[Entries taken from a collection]
►

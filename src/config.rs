//! Parser configuration.

/// Default maximum group nesting depth.
pub const DEFAULT_MAX_DEPTH: usize = 64;

/// Configuration for a parse session.
#[derive(Debug, Clone, PartialEq, Eq)]
pub struct ParserConfig {
    /// Accept a statement whose `;` is missing before the end of line.
    pub allow_no_semicolon: bool,
    /// Maximum nesting depth of group statements.
    pub max_depth: usize,
}

impl Default for ParserConfig {
    fn default() -> Self {
        Self {
            allow_no_semicolon: false,
            max_depth: DEFAULT_MAX_DEPTH,
        }
    }
}

impl ParserConfig {
    /// Create a new configuration with default values.
    pub fn new() -> Self {
        Self::default()
    }

    /// Tolerate missing semicolons at the end of simple and complex attributes.
    pub fn with_allow_no_semicolon(mut self, allow: bool) -> Self {
        self.allow_no_semicolon = allow;
        self
    }

    /// Set the maximum group nesting depth.
    pub fn with_max_depth(mut self, max_depth: usize) -> Self {
        self.max_depth = max_depth;
        self
    }
}
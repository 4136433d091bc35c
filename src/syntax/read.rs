//! Primitive value readers.

use std::str::FromStr;

use smol_str::SmolStr;
use thiserror::Error;

use super::parser::Parser;
use super::scanner::{Token, TokenKind};
use crate::ast::enums::Keyword;
use crate::ast::{Value, ValueNode};
use crate::catalog::AttrKind;
use crate::error::{DotlibError, Result};

/// Failure to split a string-encoded number list.
#[derive(Error, Debug, Clone, PartialEq, Eq)]
pub enum NumberListError {
    #[error("null element in number list.")]
    NullElement,
    #[error("{0}: could not convert to a number.")]
    NotANumber(String),
}

/// Split a comma separated number list such as `"0.1, 0.2, 0.4"`.
///
/// Blanks around elements are ignored and one trailing comma is accepted.
/// An empty element anywhere else is an error; an empty string is an
/// empty list.
pub fn parse_number_list<T: FromStr>(text: &str) -> std::result::Result<Vec<T>, NumberListError> {
    if text.trim().is_empty() {
        return Ok(Vec::new());
    }
    let mut parts: Vec<&str> = text.split(',').map(str::trim).collect();
    if let [.., before, last] = parts[..] {
        if last.is_empty() && !before.is_empty() {
            parts.pop();
        }
    }
    parts
        .into_iter()
        .map(|part| {
            if part.is_empty() {
                return Err(NumberListError::NullElement);
            }
            part.parse::<T>().map_err(|_| NumberListError::NotANumber(part.to_string()))
        })
        .collect()
}

impl Parser<'_> {
    pub fn read_int(&mut self) -> Result<ValueNode> {
        let tok = self.read_token(false)?;
        if tok.kind != TokenKind::Int {
            return Err(self.fail(DotlibError::expected(tok.span, "integer value")));
        }
        match tok.text.parse::<i64>() {
            Ok(v) => Ok(ValueNode::new(Value::Int(v), tok.span)),
            Err(_) => Err(self.fail(DotlibError::syntax(tok.span, format!("{}: integer out of range.", tok.text)))),
        }
    }

    /// A float; integer literals are accepted too.
    pub fn read_float(&mut self) -> Result<ValueNode> {
        let tok = self.read_token(false)?;
        if !matches!(tok.kind, TokenKind::Float | TokenKind::Int) {
            return Err(self.fail(DotlibError::expected(tok.span, "float value")));
        }
        match tok.text.parse::<f64>() {
            Ok(v) => Ok(ValueNode::new(Value::Float(v), tok.span)),
            Err(_) => Err(self.fail(DotlibError::syntax(tok.span, format!("{}: not a number.", tok.text)))),
        }
    }

    /// A string token, read in symbol mode so that `1ns` or `0.5` stay whole.
    pub fn read_raw_string(&mut self) -> Result<Token> {
        let tok = self.read_token(true)?;
        match tok.kind {
            TokenKind::Symbol | TokenKind::Int | TokenKind::Float => Ok(tok),
            _ => Err(self.fail(DotlibError::expected(tok.span, "string value"))),
        }
    }

    pub fn read_string(&mut self) -> Result<ValueNode> {
        let tok = self.read_raw_string()?;
        Ok(ValueNode::new(Value::Str(SmolStr::from(tok.text)), tok.span))
    }

    /// Whitespace separated names, e.g. `related_bus_pins : "A B C" ;`.
    pub fn read_str_vector(&mut self) -> Result<ValueNode> {
        let tok = self.read_raw_string()?;
        let names = tok.text.split_whitespace().map(SmolStr::from).collect();
        Ok(ValueNode::new(Value::StrVector(names), tok.span))
    }

    /// `true` or `false`, spelled exactly.
    pub fn read_bool(&mut self, kind: AttrKind) -> Result<ValueNode> {
        let tok = self.read_raw_string()?;
        let value = match tok.text.as_str() {
            "true" => Some(true),
            "false" => Some(false),
            _ => None,
        };
        let Some(value) = value else {
            return Err(self.fail(DotlibError::illegal_value(
                tok.span,
                kind.name(),
                tok.text,
                "'true' or 'false'",
            )));
        };
        Ok(ValueNode::new(Value::Bool(value), tok.span))
    }

    /// One of the spellings of enumeration `T`, wrapped into a [`Value`].
    pub fn read_keyword<T: Keyword>(&mut self, kind: AttrKind, wrap: fn(T) -> Value) -> Result<ValueNode> {
        let tok = self.read_raw_string()?;
        match T::from_keyword(&tok.text) {
            Some(v) => Ok(ValueNode::new(wrap(v), tok.span)),
            None => Err(self.fail(DotlibError::illegal_value(tok.span, kind.name(), tok.text, T::accepted()))),
        }
    }

    pub fn read_int_vector(&mut self) -> Result<ValueNode> {
        let tok = self.read_raw_string()?;
        match parse_number_list::<i64>(&tok.text) {
            Ok(values) => Ok(ValueNode::new(Value::IntVector(values), tok.span)),
            Err(err) => Err(self.fail(DotlibError::syntax(tok.span, err.to_string()))),
        }
    }

    pub fn read_float_vector(&mut self) -> Result<ValueNode> {
        let tok = self.read_raw_string()?;
        match parse_number_list::<f64>(&tok.text) {
            Ok(values) => Ok(ValueNode::new(Value::FloatVector(values), tok.span)),
            Err(err) => Err(self.fail(DotlibError::syntax(tok.span, err.to_string()))),
        }
    }

    /// Consume a header element without keeping it.
    pub(crate) fn skip_value(&mut self) -> Result<()> {
        let tok = self.read_token(true)?;
        match tok.kind {
            TokenKind::Symbol | TokenKind::Int | TokenKind::Float => Ok(()),
            _ => Err(self.fail(DotlibError::expected(tok.span, "value"))),
        }
    }
}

◄

## Exercise description
How many lines in these records hold the string "crate"? Reply with the number alone.

## Exercise answer
5